In the Light of Day: A Frozen Epic | By : GeorgeGlass Category: +1 through F > Frozen Views: 21531 -:- Recommendations : 1 -:- Currently Reading : 1 |
Disclaimer: I claim no ownership of Frozen or its characters. I made no money from writing this story. I am completely divided about whether Elsa or Anna is hotter. |
Chapter 7: The Trader
Oaken strode toward Kristoff, the huge man’s every heavy footfall thudding against the wooden floor. One hand raised, the trader stopped in front of the ice-man, looming over him like the trunk of a massive tree.
“Please do not leave me hanging, bro,” Oaken said in his singsong accent.
Kristoff raised a hand and exchanged a high-five with Oaken. The ice-man tried not to wince at the sting of the impact from the burly trader's hand.

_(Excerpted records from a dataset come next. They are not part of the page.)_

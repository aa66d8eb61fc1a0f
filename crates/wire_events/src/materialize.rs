use serde_json::Value;
use tracing::trace;

use crate::error::RecordError;
use crate::event::Event;

#[derive(Debug, Clone, Copy, Default, Eq, PartialEq)]
pub enum MaterializeMode {
    /// Every normalized record becomes an item.
    #[default]
    Strict,
    /// Keep-alive records are dropped before materialization.
    Tolerant,
}

/// Maps a normalized JSON record into the item type a read path yields.
pub trait RecordMaterializer {
    type Item;

    fn mode(&self) -> MaterializeMode;
    fn materialize(&mut self, value: Value) -> Result<Self::Item, RecordError>;
}

/// Key of the placeholder field a keep-alive record carries.
pub const KEEP_ALIVE_KEY: &str = "payload";

/// `{"payload": ""}` and nothing else.
pub fn is_keep_alive(value: &Value) -> bool {
    let Some(map) = value.as_object() else {
        return false;
    };
    map.len() == 1 && map.get(KEEP_ALIVE_KEY).and_then(Value::as_str) == Some("")
}

/// Applies the materializer's mode, then materializes.
///
/// Returns `Ok(None)` for a keep-alive dropped in tolerant mode.
pub fn materialize_record<M: RecordMaterializer>(
    materializer: &mut M,
    value: Value,
) -> Result<Option<M::Item>, RecordError> {
    if materializer.mode() == MaterializeMode::Tolerant && is_keep_alive(&value) {
        trace!("dropping keep-alive record");
        return Ok(None);
    }
    materializer.materialize(value).map(Some)
}

#[derive(Debug, Clone, Copy, Default)]
pub struct EventMaterializer {
    mode: MaterializeMode,
}

impl EventMaterializer {
    pub fn new(mode: MaterializeMode) -> Self {
        Self { mode }
    }

    pub fn strict() -> Self {
        Self::new(MaterializeMode::Strict)
    }

    pub fn tolerant() -> Self {
        Self::new(MaterializeMode::Tolerant)
    }
}

impl RecordMaterializer for EventMaterializer {
    type Item = Event;

    fn mode(&self) -> MaterializeMode {
        self.mode
    }

    fn materialize(&mut self, value: Value) -> Result<Event, RecordError> {
        if !value.is_object() {
            return Err(RecordError::Materialize {
                expected: "event",
                message: format!("expected a JSON object, found {}", json_kind(&value)),
            });
        }
        serde_json::from_value(value).map_err(|err| RecordError::Materialize {
            expected: "event",
            message: err.to_string(),
        })
    }
}

/// Passes records through as raw JSON (query results carry no envelope).
#[derive(Debug, Clone, Copy, Default)]
pub struct RawMaterializer {
    mode: MaterializeMode,
}

impl RawMaterializer {
    pub fn new(mode: MaterializeMode) -> Self {
        Self { mode }
    }
}

impl RecordMaterializer for RawMaterializer {
    type Item = Value;

    fn mode(&self) -> MaterializeMode {
        self.mode
    }

    fn materialize(&mut self, value: Value) -> Result<Value, RecordError> {
        Ok(value)
    }
}

fn json_kind(value: &Value) -> &'static str {
    match value {
        Value::Null => "null",
        Value::Bool(_) => "a boolean",
        Value::Number(_) => "a number",
        Value::String(_) => "a string",
        Value::Array(_) => "an array",
        Value::Object(_) => "an object",
    }
}
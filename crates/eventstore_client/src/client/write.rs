use tracing::debug;
use wire_events::Event;

use super::{endpoints, EventStoreClient};
use crate::{
    request::{validate_subject, EventCandidate, Precondition, WriteEventsRequest},
    transport::Transport,
    ClientError,
};

impl<T: Transport> EventStoreClient<T> {
    /// Commits `candidates` atomically, guarded by `preconditions`.
    ///
    /// Returns the committed events with their server-assigned ids and times. A failed
    /// precondition surfaces as [`ClientError::UnexpectedStatus`] (typically 409).
    pub async fn write_events(
        &self,
        candidates: &[EventCandidate],
        preconditions: &[Precondition],
    ) -> Result<Vec<Event>, ClientError> {
        if candidates.is_empty() {
            return Err(ClientError::InvalidRequest("at least one event is required".to_string()));
        }
        for candidate in candidates {
            validate_subject(&candidate.subject)?;
        }

        let request = WriteEventsRequest {
            events: candidates,
            preconditions,
        };
        let response = self.post_json(endpoints::WRITE_EVENTS, &request).await?;
        let body = response.bytes().await?;
        let events: Vec<Event> =
            serde_json::from_slice(&body).map_err(|source| ClientError::Decode {
                endpoint: endpoints::WRITE_EVENTS,
                source,
            })?;
        debug!(committed = events.len(), "events written");
        Ok(events)
    }
}
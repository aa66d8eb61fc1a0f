use thiserror::Error;

/// Errors surfaced to callers of [`crate::EventStoreClient`].
///
/// Failures of individual records inside a response body are not represented here; the
/// decoder logs and skips them.
#[derive(Debug, Error)]
pub enum ClientError {
    #[error("base URL `{url}` is invalid: {reason}")]
    InvalidBaseUrl { url: String, reason: String },
    #[error("missing configuration: {0}")]
    MissingConfig(&'static str),
    #[error("request is invalid: {0}")]
    InvalidRequest(String),
    #[error("HTTP request to `{url}` failed: {source}")]
    Http {
        url: String,
        #[source]
        source: reqwest::Error,
    },
    #[error("failed reading response body: {0}")]
    Io(#[from] std::io::Error),
    #[error("{endpoint} returned status {status}: {body}")]
    UnexpectedStatus {
        endpoint: &'static str,
        status: u16,
        body: String,
    },
    #[error("{endpoint} succeeded but the response has no readable body")]
    MissingBody { endpoint: &'static str },
    #[error("failed to encode request body: {0}")]
    Serialize(#[source] serde_json::Error),
    #[error("failed to decode {endpoint} response: {source}")]
    Decode {
        endpoint: &'static str,
        #[source]
        source: serde_json::Error,
    },
}

impl ClientError {
    /// `true` when the request reached (or tried to reach) the server and the exchange failed.
    pub fn is_transport(&self) -> bool {
        matches!(
            self,
            ClientError::Http { .. } | ClientError::Io(_) | ClientError::UnexpectedStatus { .. }
        )
    }

    /// HTTP status of a rejected request, if the server answered.
    pub fn status(&self) -> Option<u16> {
        match self {
            ClientError::UnexpectedStatus { status, .. } => Some(*status),
            ClientError::Http { source, .. } => source.status().map(|s| s.as_u16()),
            _ => None,
        }
    }
}
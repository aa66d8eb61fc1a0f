use thiserror::Error;

#[derive(Debug, Clone, Copy, Eq, PartialEq)]
pub enum RecordErrorCode {
    InvalidUtf8,
    LineTooLong,
    JsonParse,
    Materialize,
}

impl RecordErrorCode {
    /// `true` for failures raised before a JSON value existed (the record could not be decoded).
    pub fn is_decode(self) -> bool {
        !matches!(self, RecordErrorCode::Materialize)
    }
}

/// Failure confined to a single record. The decoder reports these and moves on to the next
/// record; they never end a read.
#[derive(Debug, Error)]
pub enum RecordError {
    #[error("record is not valid UTF-8")]
    InvalidUtf8,
    #[error("record too long (observed_bytes={observed_bytes}, max_line_bytes={max_line_bytes})")]
    LineTooLong {
        observed_bytes: usize,
        max_line_bytes: usize,
    },
    #[error("record is not valid JSON: {source}")]
    Json {
        #[source]
        source: serde_json::Error,
    },
    #[error("record is not a valid {expected}: {message}")]
    Materialize {
        expected: &'static str,
        message: String,
    },
}

impl RecordError {
    pub fn code(&self) -> RecordErrorCode {
        match self {
            RecordError::InvalidUtf8 => RecordErrorCode::InvalidUtf8,
            RecordError::LineTooLong { .. } => RecordErrorCode::LineTooLong,
            RecordError::Json { .. } => RecordErrorCode::JsonParse,
            RecordError::Materialize { .. } => RecordErrorCode::Materialize,
        }
    }
}

#[derive(Debug, Clone, PartialEq)]
pub struct ErrorDetail {
    pub line_number: usize,
    pub code: RecordErrorCode,
    pub details: String,
}

pub trait ErrorDetailSink: Send + 'static {
    fn on_error(&mut self, detail: ErrorDetail);
}

impl<F> ErrorDetailSink for F
where
    F: FnMut(ErrorDetail) + Send + 'static,
{
    fn on_error(&mut self, detail: ErrorDetail) {
        self(detail)
    }
}
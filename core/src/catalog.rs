//! Upgrade catalog — the static, read-only economy definition.
//!
//! The on-disk document is a tree of groups → subgroups → upgrades plus the
//! bulk-buy options offered to the player. It is loaded once, validated, and
//! flattened so upgrades can be indexed densely by `upgrade_id`.
//!
//! Validation rules (all violations are `InvalidCatalog`):
//!   - at least one group; group 0 is free (unlock cost 0)
//!   - every group has at least one subgroup
//!   - upgrade ids are exactly 0..n with no gaps or duplicates
//!   - cost exponent is finite and > 1 (the bulk price divides by e - 1)
//!   - costs and production are finite and >= 0
//!   - requirements only reference strictly lower upgrade ids, amount >= 1
//!   - bulk-buy options are non-empty and all >= 1
//!
//! A cap of 0 is valid and means the upgrade is locked: it can never be bought.

use crate::{
    error::{IdleError, IdleResult},
    types::{GroupIndex, SubgroupIndex, UpgradeId},
};
use serde::{Deserialize, Serialize};
use std::path::Path;

// ── Document shape ─────────────────────────────────────────────────

#[derive(Debug, Clone, Serialize, Deserialize)]
pub struct CatalogFile {
    pub groups: Vec<GroupFile>,
    pub bulk_buy_options: Vec<u32>,
}

#[derive(Debug, Clone, Serialize, Deserialize)]
pub struct GroupFile {
    pub group_name: String,
    pub unlock_cost: f64,
    pub upgrade_subgroups: Vec<SubgroupFile>,
}

#[derive(Debug, Clone, Serialize, Deserialize)]
pub struct SubgroupFile {
    pub subgroup_name: String,
    pub upgrades: Vec<UpgradeFile>,
}

#[derive(Debug, Clone, Serialize, Deserialize)]
pub struct UpgradeFile {
    pub upgrade_id: UpgradeId,
    pub upgrade_name: String,
    pub base_cost: f64,
    pub cost_increase_exponent: f64,
    pub upgrade_cap: u32,
    pub atom_production: f64,
    #[serde(default)]
    pub requires: Vec<(UpgradeId, u32)>,
}

// ── Validated catalog ──────────────────────────────────────────────

#[derive(Debug, Clone, PartialEq)]
pub struct Requirement {
    pub upgrade_id: UpgradeId,
    pub minimum_purchased: u32,
}

#[derive(Debug, Clone, PartialEq)]
pub struct UpgradeDef {
    pub upgrade_id: UpgradeId,
    pub name: String,
    pub base_cost: f64,
    pub cost_exponent: f64,
    /// 0 means locked.
    pub purchase_cap: u32,
    pub atom_production: f64,
    pub requirements: Vec<Requirement>,
    pub group: GroupIndex,
    pub subgroup: SubgroupIndex,
}

impl UpgradeDef {
    pub fn is_locked(&self) -> bool {
        self.purchase_cap == 0
    }
}

#[derive(Debug, Clone, PartialEq)]
pub struct Subgroup {
    pub name: String,
    /// Upgrade ids in display order.
    pub upgrades: Vec<UpgradeId>,
}

#[derive(Debug, Clone, PartialEq)]
pub struct Group {
    pub id: GroupIndex,
    pub name: String,
    pub unlock_cost: f64,
    pub subgroups: Vec<Subgroup>,
}

#[derive(Debug, Clone, PartialEq)]
pub struct Catalog {
    groups: Vec<Group>,
    /// Indexed by upgrade id.
    upgrades: Vec<UpgradeDef>,
    bulk_buy_options: Vec<u32>,
}

impl Catalog {
    /// Load and validate `<data_dir>/catalog.json`.
    pub fn load(data_dir: impl AsRef<Path>) -> IdleResult<Self> {
        let path = data_dir.as_ref().join("catalog.json");
        let content = std::fs::read_to_string(&path)
            .map_err(|e| anyhow::anyhow!("Cannot read {}: {e}", path.display()))?;
        Self::from_json(&content)
    }

    pub fn from_json(json: &str) -> IdleResult<Self> {
        let file: CatalogFile = serde_json::from_str(json)
            .map_err(|e| IdleError::invalid_catalog(format!("malformed document: {e}")))?;
        Self::from_file(file)
    }

    pub fn from_file(file: CatalogFile) -> IdleResult<Self> {
        if file.groups.is_empty() {
            return Err(IdleError::invalid_catalog("catalog has no groups"));
        }
        if file.bulk_buy_options.is_empty() {
            return Err(IdleError::invalid_catalog("bulk_buy_options is empty"));
        }
        if file.bulk_buy_options.contains(&0) {
            return Err(IdleError::invalid_catalog("bulk_buy_options contains 0"));
        }

        let total: usize = file
            .groups
            .iter()
            .flat_map(|g| &g.upgrade_subgroups)
            .map(|s| s.upgrades.len())
            .sum();
        let mut groups = Vec::with_capacity(file.groups.len());
        let mut slots: Vec<Option<UpgradeDef>> = vec![None; total];

        for (g_idx, g) in file.groups.into_iter().enumerate() {
            if !g.unlock_cost.is_finite() || g.unlock_cost < 0.0 {
                return Err(IdleError::invalid_catalog(format!(
                    "group '{}' has invalid unlock cost {}",
                    g.group_name, g.unlock_cost
                )));
            }
            if g_idx == 0 && g.unlock_cost != 0.0 {
                return Err(IdleError::invalid_catalog(format!(
                    "starting group '{}' must have unlock cost 0, got {}",
                    g.group_name, g.unlock_cost
                )));
            }
            if g.upgrade_subgroups.is_empty() {
                return Err(IdleError::invalid_catalog(format!(
                    "group '{}' has no subgroups",
                    g.group_name
                )));
            }

            let mut subgroups = Vec::with_capacity(g.upgrade_subgroups.len());
            for (s_idx, s) in g.upgrade_subgroups.into_iter().enumerate() {
                let mut ids = Vec::with_capacity(s.upgrades.len());
                for u in s.upgrades {
                    let def = validate_upgrade(u, g_idx, s_idx)?;
                    let id = def.upgrade_id;
                    if id >= total {
                        return Err(IdleError::invalid_catalog(format!(
                            "upgrade id {id} out of range for {total} upgrades"
                        )));
                    }
                    if slots[id].is_some() {
                        return Err(IdleError::invalid_catalog(format!(
                            "duplicate upgrade id {id}"
                        )));
                    }
                    ids.push(id);
                    slots[id] = Some(def);
                }
                subgroups.push(Subgroup { name: s.subgroup_name, upgrades: ids });
            }

            groups.push(Group {
                id: g_idx,
                name: g.group_name,
                unlock_cost: g.unlock_cost,
                subgroups,
            });
        }

        let mut upgrades = Vec::with_capacity(slots.len());
        for (id, slot) in slots.into_iter().enumerate() {
            match slot {
                Some(def) => upgrades.push(def),
                None => {
                    return Err(IdleError::invalid_catalog(format!(
                        "upgrade ids are not contiguous: {id} is missing"
                    )))
                }
            }
        }

        log::debug!(
            "catalog: loaded {} groups, {} upgrades",
            groups.len(),
            upgrades.len()
        );

        Ok(Self { groups, upgrades, bulk_buy_options: file.bulk_buy_options })
    }

    /// Small built-in catalog used by tests and the runner's smoke mode.
    pub fn default_test() -> IdleResult<Self> {
        Self::from_json(TEST_CATALOG_JSON)
    }

    pub fn groups(&self) -> &[Group] {
        &self.groups
    }

    pub fn group(&self, group: GroupIndex) -> IdleResult<&Group> {
        self.groups.get(group).ok_or(IdleError::UnknownGroup { group })
    }

    pub fn upgrades(&self) -> &[UpgradeDef] {
        &self.upgrades
    }

    pub fn upgrade(&self, upgrade_id: UpgradeId) -> IdleResult<&UpgradeDef> {
        self.upgrades
            .get(upgrade_id)
            .ok_or(IdleError::UnknownUpgrade { upgrade_id })
    }

    pub fn upgrade_count(&self) -> usize {
        self.upgrades.len()
    }

    pub fn bulk_buy_options(&self) -> &[u32] {
        &self.bulk_buy_options
    }

    pub fn is_bulk_option(&self, quantity: u32) -> bool {
        self.bulk_buy_options.contains(&quantity)
    }

    /// Groups that start unlocked (unlock cost 0). Always includes group 0.
    pub fn free_groups(&self) -> impl Iterator<Item = GroupIndex> + '_ {
        self.groups
            .iter()
            .filter(|g| g.unlock_cost == 0.0)
            .map(|g| g.id)
    }
}

fn validate_upgrade(u: UpgradeFile, group: GroupIndex, subgroup: SubgroupIndex) -> IdleResult<UpgradeDef> {
    let id = u.upgrade_id;
    let name = &u.upgrade_name;

    if !u.cost_increase_exponent.is_finite() || u.cost_increase_exponent <= 1.0 {
        return Err(IdleError::invalid_catalog(format!(
            "upgrade {id} '{name}': cost exponent must be > 1, got {}",
            u.cost_increase_exponent
        )));
    }
    if !u.base_cost.is_finite() || u.base_cost < 0.0 {
        return Err(IdleError::invalid_catalog(format!(
            "upgrade {id} '{name}': invalid base cost {}",
            u.base_cost
        )));
    }
    if !u.atom_production.is_finite() || u.atom_production < 0.0 {
        return Err(IdleError::invalid_catalog(format!(
            "upgrade {id} '{name}': invalid atom production {}",
            u.atom_production
        )));
    }

    let mut requirements = Vec::with_capacity(u.requires.len());
    for (req_id, amount) in u.requires {
        if req_id >= id {
            return Err(IdleError::invalid_catalog(format!(
                "upgrade {id} '{name}': requirement on {req_id} is a self or forward reference"
            )));
        }
        if amount == 0 {
            return Err(IdleError::invalid_catalog(format!(
                "upgrade {id} '{name}': requirement on {req_id} has amount 0"
            )));
        }
        requirements.push(Requirement { upgrade_id: req_id, minimum_purchased: amount });
    }

    Ok(UpgradeDef {
        upgrade_id: id,
        name: u.upgrade_name,
        base_cost: u.base_cost,
        cost_exponent: u.cost_increase_exponent,
        purchase_cap: u.upgrade_cap,
        atom_production: u.atom_production,
        requirements,
        group,
        subgroup,
    })
}

const TEST_CATALOG_JSON: &str = r#"{
  "groups": [
    {
      "group_name": "Matter",
      "unlock_cost": 0,
      "upgrade_subgroups": [
        {
          "subgroup_name": "Particles",
          "upgrades": [
            { "upgrade_id": 0, "upgrade_name": "Proton", "base_cost": 10,
              "cost_increase_exponent": 1.07, "upgrade_cap": 100,
              "atom_production": 1, "requires": [] },
            { "upgrade_id": 1, "upgrade_name": "Neutron", "base_cost": 50,
              "cost_increase_exponent": 1.1, "upgrade_cap": 50,
              "atom_production": 5, "requires": [[0, 5]] }
          ]
        },
        {
          "subgroup_name": "Elements",
          "upgrades": [
            { "upgrade_id": 2, "upgrade_name": "Hydrogen", "base_cost": 500,
              "cost_increase_exponent": 1.15, "upgrade_cap": 25,
              "atom_production": 40, "requires": [[0, 10], [1, 2]] }
          ]
        }
      ]
    },
    {
      "group_name": "Cosmos",
      "unlock_cost": 10000,
      "upgrade_subgroups": [
        {
          "subgroup_name": "Stars",
          "upgrades": [
            { "upgrade_id": 3, "upgrade_name": "Red Dwarf", "base_cost": 20000,
              "cost_increase_exponent": 1.2, "upgrade_cap": 10,
              "atom_production": 500, "requires": [[2, 1]] },
            { "upgrade_id": 4, "upgrade_name": "Singularity", "base_cost": 1000000,
              "cost_increase_exponent": 2.0, "upgrade_cap": 0,
              "atom_production": 0, "requires": [] }
          ]
        }
      ]
    }
  ],
  "bulk_buy_options": [1, 10, 25, 100]
}"#;
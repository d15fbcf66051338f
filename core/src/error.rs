use crate::types::{GroupIndex, UpgradeId};
use thiserror::Error;

/// Hard failures only. Business-rule refusals (not enough atoms, unmet
/// requirements, cap reached) are `economy::Refusal` values, never errors.
#[derive(Error, Debug)]
pub enum IdleError {
    #[error("Invalid catalog: {reason}")]
    InvalidCatalog { reason: String },

    #[error("Corrupt snapshot: {reason}")]
    CorruptSnapshot { reason: String },

    #[error("Upgrade {upgrade_id} not found in catalog")]
    UnknownUpgrade { upgrade_id: UpgradeId },

    #[error("Group {group} not found in catalog")]
    UnknownGroup { group: GroupIndex },

    #[error("Database error: {0}")]
    Database(#[from] rusqlite::Error),

    #[error("Serialization error: {0}")]
    Serialization(#[from] serde_json::Error),

    #[error(transparent)]
    Other(#[from] anyhow::Error),
}

impl IdleError {
    pub fn invalid_catalog(reason: impl Into<String>) -> Self {
        Self::InvalidCatalog { reason: reason.into() }
    }

    pub fn corrupt_snapshot(reason: impl Into<String>) -> Self {
        Self::CorruptSnapshot { reason: reason.into() }
    }
}

pub type IdleResult<T> = Result<T, IdleError>;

“Hey, big guy,” Kristoff said. “How are the husband and kids?”
“Very well, very well, thank you,” Oaken replied, nodding. “And how is your redheaded princess?”
“Oh, she's great. In fact, she's coming by later on.”
“Wonderful! Now, what can I do for you and your friends?”
“Is the party room upstairs available?”
“Oh yes, yes. With all the rain, there's scarcely been anyone here all day.”
Kristoff looked back at his new companions. All of them looked chilly, particularly Ajay and Mofa, who came from the warmest climes.
“Hey guys,” Kristoff said, “you want to hit the sauna before the ladies get here?”
“Oh, that sounds magnificent,” Mofa replied. There were nods of agreement from the others.
Oaken supplied them all with big, white towels, and soon the seven men were seated on the smooth teakwood benches of Oaken's sauna, breathing in the steam.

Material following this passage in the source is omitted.